• Work request
Retype every record that follows, character for character.

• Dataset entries
========================
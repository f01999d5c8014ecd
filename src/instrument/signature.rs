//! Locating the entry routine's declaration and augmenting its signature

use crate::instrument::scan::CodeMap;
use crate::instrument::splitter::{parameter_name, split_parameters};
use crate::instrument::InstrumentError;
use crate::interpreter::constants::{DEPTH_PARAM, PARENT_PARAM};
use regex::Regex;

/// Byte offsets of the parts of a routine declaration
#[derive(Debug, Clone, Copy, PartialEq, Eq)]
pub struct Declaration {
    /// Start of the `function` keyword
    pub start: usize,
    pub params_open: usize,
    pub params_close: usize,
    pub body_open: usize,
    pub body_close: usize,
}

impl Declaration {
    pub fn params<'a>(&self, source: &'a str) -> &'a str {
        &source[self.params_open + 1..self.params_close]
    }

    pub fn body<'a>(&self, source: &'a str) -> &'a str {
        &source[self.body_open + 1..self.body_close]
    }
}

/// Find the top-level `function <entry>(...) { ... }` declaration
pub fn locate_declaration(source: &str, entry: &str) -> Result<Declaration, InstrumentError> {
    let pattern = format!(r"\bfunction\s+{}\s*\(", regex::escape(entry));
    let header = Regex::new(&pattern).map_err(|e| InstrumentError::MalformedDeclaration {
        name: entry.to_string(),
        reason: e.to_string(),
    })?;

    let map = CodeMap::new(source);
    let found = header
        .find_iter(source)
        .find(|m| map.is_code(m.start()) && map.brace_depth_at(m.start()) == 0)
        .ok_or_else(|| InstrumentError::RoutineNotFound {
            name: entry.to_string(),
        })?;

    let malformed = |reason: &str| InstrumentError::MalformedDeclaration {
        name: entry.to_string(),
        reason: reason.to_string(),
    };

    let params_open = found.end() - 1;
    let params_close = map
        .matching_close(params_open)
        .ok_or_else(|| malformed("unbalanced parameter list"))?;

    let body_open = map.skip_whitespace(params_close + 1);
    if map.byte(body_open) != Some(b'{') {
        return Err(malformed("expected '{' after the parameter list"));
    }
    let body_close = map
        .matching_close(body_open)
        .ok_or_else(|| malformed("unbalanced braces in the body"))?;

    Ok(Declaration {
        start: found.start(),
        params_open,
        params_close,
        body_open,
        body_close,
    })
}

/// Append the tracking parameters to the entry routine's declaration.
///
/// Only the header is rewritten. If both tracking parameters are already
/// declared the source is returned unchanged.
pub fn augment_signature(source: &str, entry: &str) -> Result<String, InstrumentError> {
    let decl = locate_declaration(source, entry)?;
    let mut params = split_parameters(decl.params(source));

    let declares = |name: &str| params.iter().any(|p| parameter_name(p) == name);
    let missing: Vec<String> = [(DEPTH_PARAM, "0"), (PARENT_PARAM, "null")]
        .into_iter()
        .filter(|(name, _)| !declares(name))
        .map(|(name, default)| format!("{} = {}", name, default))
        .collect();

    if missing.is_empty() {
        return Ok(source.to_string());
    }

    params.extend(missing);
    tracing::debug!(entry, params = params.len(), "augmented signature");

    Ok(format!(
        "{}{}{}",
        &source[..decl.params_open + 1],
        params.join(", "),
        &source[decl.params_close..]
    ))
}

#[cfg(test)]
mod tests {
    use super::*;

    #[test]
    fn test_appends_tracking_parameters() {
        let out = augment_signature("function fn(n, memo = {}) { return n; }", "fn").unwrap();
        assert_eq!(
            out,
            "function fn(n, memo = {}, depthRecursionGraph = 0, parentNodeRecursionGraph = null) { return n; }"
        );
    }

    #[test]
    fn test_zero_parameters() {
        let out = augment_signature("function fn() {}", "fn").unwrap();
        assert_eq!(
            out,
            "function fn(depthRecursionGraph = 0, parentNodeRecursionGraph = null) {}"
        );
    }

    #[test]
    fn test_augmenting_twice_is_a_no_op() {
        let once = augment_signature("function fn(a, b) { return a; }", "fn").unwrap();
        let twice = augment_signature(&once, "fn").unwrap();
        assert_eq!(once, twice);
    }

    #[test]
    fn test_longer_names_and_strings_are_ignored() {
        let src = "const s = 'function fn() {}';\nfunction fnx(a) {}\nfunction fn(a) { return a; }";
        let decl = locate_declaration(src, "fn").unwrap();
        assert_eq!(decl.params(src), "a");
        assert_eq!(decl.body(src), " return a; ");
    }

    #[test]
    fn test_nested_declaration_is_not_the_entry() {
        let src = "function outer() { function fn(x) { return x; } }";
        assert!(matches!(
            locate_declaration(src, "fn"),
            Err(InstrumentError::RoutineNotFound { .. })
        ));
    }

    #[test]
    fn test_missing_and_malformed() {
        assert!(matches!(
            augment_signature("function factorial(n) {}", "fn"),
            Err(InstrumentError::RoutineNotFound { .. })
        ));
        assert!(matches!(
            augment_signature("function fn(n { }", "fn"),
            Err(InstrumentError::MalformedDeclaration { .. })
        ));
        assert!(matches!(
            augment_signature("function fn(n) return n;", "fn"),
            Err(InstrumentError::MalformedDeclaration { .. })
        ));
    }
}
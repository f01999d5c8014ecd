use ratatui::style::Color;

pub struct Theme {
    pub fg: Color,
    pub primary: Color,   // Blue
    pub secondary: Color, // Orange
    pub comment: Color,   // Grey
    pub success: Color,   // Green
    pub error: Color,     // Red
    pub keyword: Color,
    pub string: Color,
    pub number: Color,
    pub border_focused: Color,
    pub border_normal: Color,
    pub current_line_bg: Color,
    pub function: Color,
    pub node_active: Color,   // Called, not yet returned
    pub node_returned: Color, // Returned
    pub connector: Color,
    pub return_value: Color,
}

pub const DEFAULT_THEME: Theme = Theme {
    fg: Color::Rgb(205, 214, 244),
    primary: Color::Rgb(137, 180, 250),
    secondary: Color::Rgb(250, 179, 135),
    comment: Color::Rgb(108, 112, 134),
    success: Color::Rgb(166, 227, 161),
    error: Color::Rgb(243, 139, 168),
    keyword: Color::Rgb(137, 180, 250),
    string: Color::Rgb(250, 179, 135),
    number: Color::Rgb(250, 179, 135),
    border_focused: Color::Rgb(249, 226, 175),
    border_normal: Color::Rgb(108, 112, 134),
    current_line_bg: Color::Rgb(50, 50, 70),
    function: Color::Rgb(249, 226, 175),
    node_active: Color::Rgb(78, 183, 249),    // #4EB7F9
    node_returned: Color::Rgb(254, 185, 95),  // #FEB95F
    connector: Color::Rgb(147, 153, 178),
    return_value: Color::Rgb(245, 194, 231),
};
========================
• Task answer
repository f01999d5c8014ecd
filename src/instrument/signature.rs
//! Locating the entry routine's declaration and augmenting its signature

use crate::instrument::scan::CodeMap;
use crate::instrument::splitter::{parameter_name, split_parameters};
use crate::instrument::InstrumentError;
use crate::interpreter::constants::{DEPTH_PARAM, PARENT_PARAM};
use regex::Regex;

/// Byte offsets of the parts of a routine declaration
#[derive(Debug, Clone, Copy, PartialEq, Eq)]
pub struct Declaration {
    /// Start of the `function` keyword
    pub start: usize,
    pub params_open: usize,
    pub params_close: usize,
    pub body_open: usize,
    pub body_close: usize,
}

impl Declaration {
    pub fn params<'a>(&self, source: &'a str) -> &'a str {
        &source[self.params_open + 1..self.params_close]
    }

    pub fn body<'a>(&self, source: &'a str) -> &'a str {
        &source[self.body_open + 1..self.body_close]
    }
}

/// Find the top-level `function <entry>(...) { ... }` declaration
pub fn locate_declaration(source: &str, entry: &str) -> Result<Declaration, InstrumentError> {
    let pattern = format!(r"\bfunction\s+{}\s*\(", regex::escape(entry));
    let header = Regex::new(&pattern).map_err(|e| InstrumentError::MalformedDeclaration {
        name: entry.to_string(),
        reason: e.to_string(),
    })?;

    let map = CodeMap::new(source);
    let found = header
        .find_iter(source)
        .find(|m| map.is_code(m.start()) && map.brace_depth_at(m.start()) == 0)
        .ok_or_else(|| InstrumentError::RoutineNotFound {
            name: entry.to_string(),
        })?;

    let malformed = |reason: &str| InstrumentError::MalformedDeclaration {
        name: entry.to_string(),
        reason: reason.to_string(),
    };

    let params_open = found.end() - 1;
    let params_close = map
        .matching_close(params_open)
        .ok_or_else(|| malformed("unbalanced parameter list"))?;

    let body_open = map.skip_whitespace(params_close + 1);
    if map.byte(body_open) != Some(b'{') {
        return Err(malformed("expected '{' after the parameter list"));
    }
    let body_close = map
        .matching_close(body_open)
        .ok_or_else(|| malformed("unbalanced braces in the body"))?;

    Ok(Declaration {
        start: found.start(),
        params_open,
        params_close,
        body_open,
        body_close,
    })
}

/// Append the tracking parameters to the entry routine's declaration.
///
/// Only the header is rewritten. If both tracking parameters are already
/// declared the source is returned unchanged.
pub fn augment_signature(source: &str, entry: &str) -> Result<String, InstrumentError> {
    let decl = locate_declaration(source, entry)?;
    let mut params = split_parameters(decl.params(source));

    let declares = |name: &str| params.iter().any(|p| parameter_name(p) == name);
    let missing: Vec<String> = [(DEPTH_PARAM, "0"), (PARENT_PARAM, "null")]
        .into_iter()
        .filter(|(name, _)| !declares(name))
        .map(|(name, default)| format!("{} = {}", name, default))
        .collect();

    if missing.is_empty() {
        return Ok(source.to_string());
    }

    params.extend(missing);
    tracing::debug!(entry, params = params.len(), "augmented signature");

    Ok(format!(
        "{}{}{}",
        &source[..decl.params_open + 1],
        params.join(", "),
        &source[decl.params_close..]
    ))
}

#[cfg(test)]
mod tests {
    use super::*;

    #[test]
    fn test_appends_tracking_parameters() {
        let out = augment_signature("function fn(n, memo = {}) { return n; }", "fn").unwrap();
        assert_eq!(
            out,
            "function fn(n, memo = {}, depthRecursionGraph = 0, parentNodeRecursionGraph = null) { return n; }"
        );
    }

    #[test]
    fn test_zero_parameters() {
        let out = augment_signature("function fn() {}", "fn").unwrap();
        assert_eq!(
            out,
            "function fn(depthRecursionGraph = 0, parentNodeRecursionGraph = null) {}"
        );
    }

    #[test]
    fn test_augmenting_twice_is_a_no_op() {
        let once = augment_signature("function fn(a, b) { return a; }", "fn").unwrap();
        let twice = augment_signature(&once, "fn").unwrap();
        assert_eq!(once, twice);
    }

    #[test]
    fn test_longer_names_and_strings_are_ignored() {
        let src = "const s = 'function fn() {}';\nfunction fnx(a) {}\nfunction fn(a) { return a; }";
        let decl = locate_declaration(src, "fn").unwrap();
        assert_eq!(decl.params(src), "a");
        assert_eq!(decl.body(src), " return a; ");
    }

    #[test]
    fn test_nested_declaration_is_not_the_entry() {
        let src = "function outer() { function fn(x) { return x; } }";
        assert!(matches!(
            locate_declaration(src, "fn"),
            Err(InstrumentError::RoutineNotFound { .. })
        ));
    }

    #[test]
    fn test_missing_and_malformed() {
        assert!(matches!(
            augment_signature("function factorial(n) {}", "fn"),
            Err(InstrumentError::RoutineNotFound { .. })
        ));
        assert!(matches!(
            augment_signature("function fn(n { }", "fn"),
            Err(InstrumentError::MalformedDeclaration { .. })
        ));
        assert!(matches!(
            augment_signature("function fn(n) return n;", "fn"),
            Err(InstrumentError::MalformedDeclaration { .. })
        ));
    }
}
repository f01999d5c8014ecd
use ratatui::style::Color;

pub struct Theme {
    pub fg: Color,
    pub primary: Color,   // Blue
    pub secondary: Color, // Orange
    pub comment: Color,   // Grey
    pub success: Color,   // Green
    pub error: Color,     // Red
    pub keyword: Color,
    pub string: Color,
    pub number: Color,
    pub border_focused: Color,
    pub border_normal: Color,
    pub current_line_bg: Color,
    pub function: Color,
    pub node_active: Color,   // Called, not yet returned
    pub node_returned: Color, // Returned
    pub connector: Color,
    pub return_value: Color,
}

pub const DEFAULT_THEME: Theme = Theme {
    fg: Color::Rgb(205, 214, 244),
    primary: Color::Rgb(137, 180, 250),
    secondary: Color::Rgb(250, 179, 135),
    comment: Color::Rgb(108, 112, 134),
    success: Color::Rgb(166, 227, 161),
    error: Color::Rgb(243, 139, 168),
    keyword: Color::Rgb(137, 180, 250),
    string: Color::Rgb(250, 179, 135),
    number: Color::Rgb(250, 179, 135),
    border_focused: Color::Rgb(249, 226, 175),
    border_normal: Color::Rgb(108, 112, 134),
    current_line_bg: Color::Rgb(50, 50, 70),
    function: Color::Rgb(249, 226, 175),
    node_active: Color::Rgb(78, 183, 249),    // #4EB7F9
    node_returned: Color::Rgb(254, 185, 95),  // #FEB95F
    connector: Color::Rgb(147, 153, 178),
    return_value: Color::Rgb(245, 194, 231),
};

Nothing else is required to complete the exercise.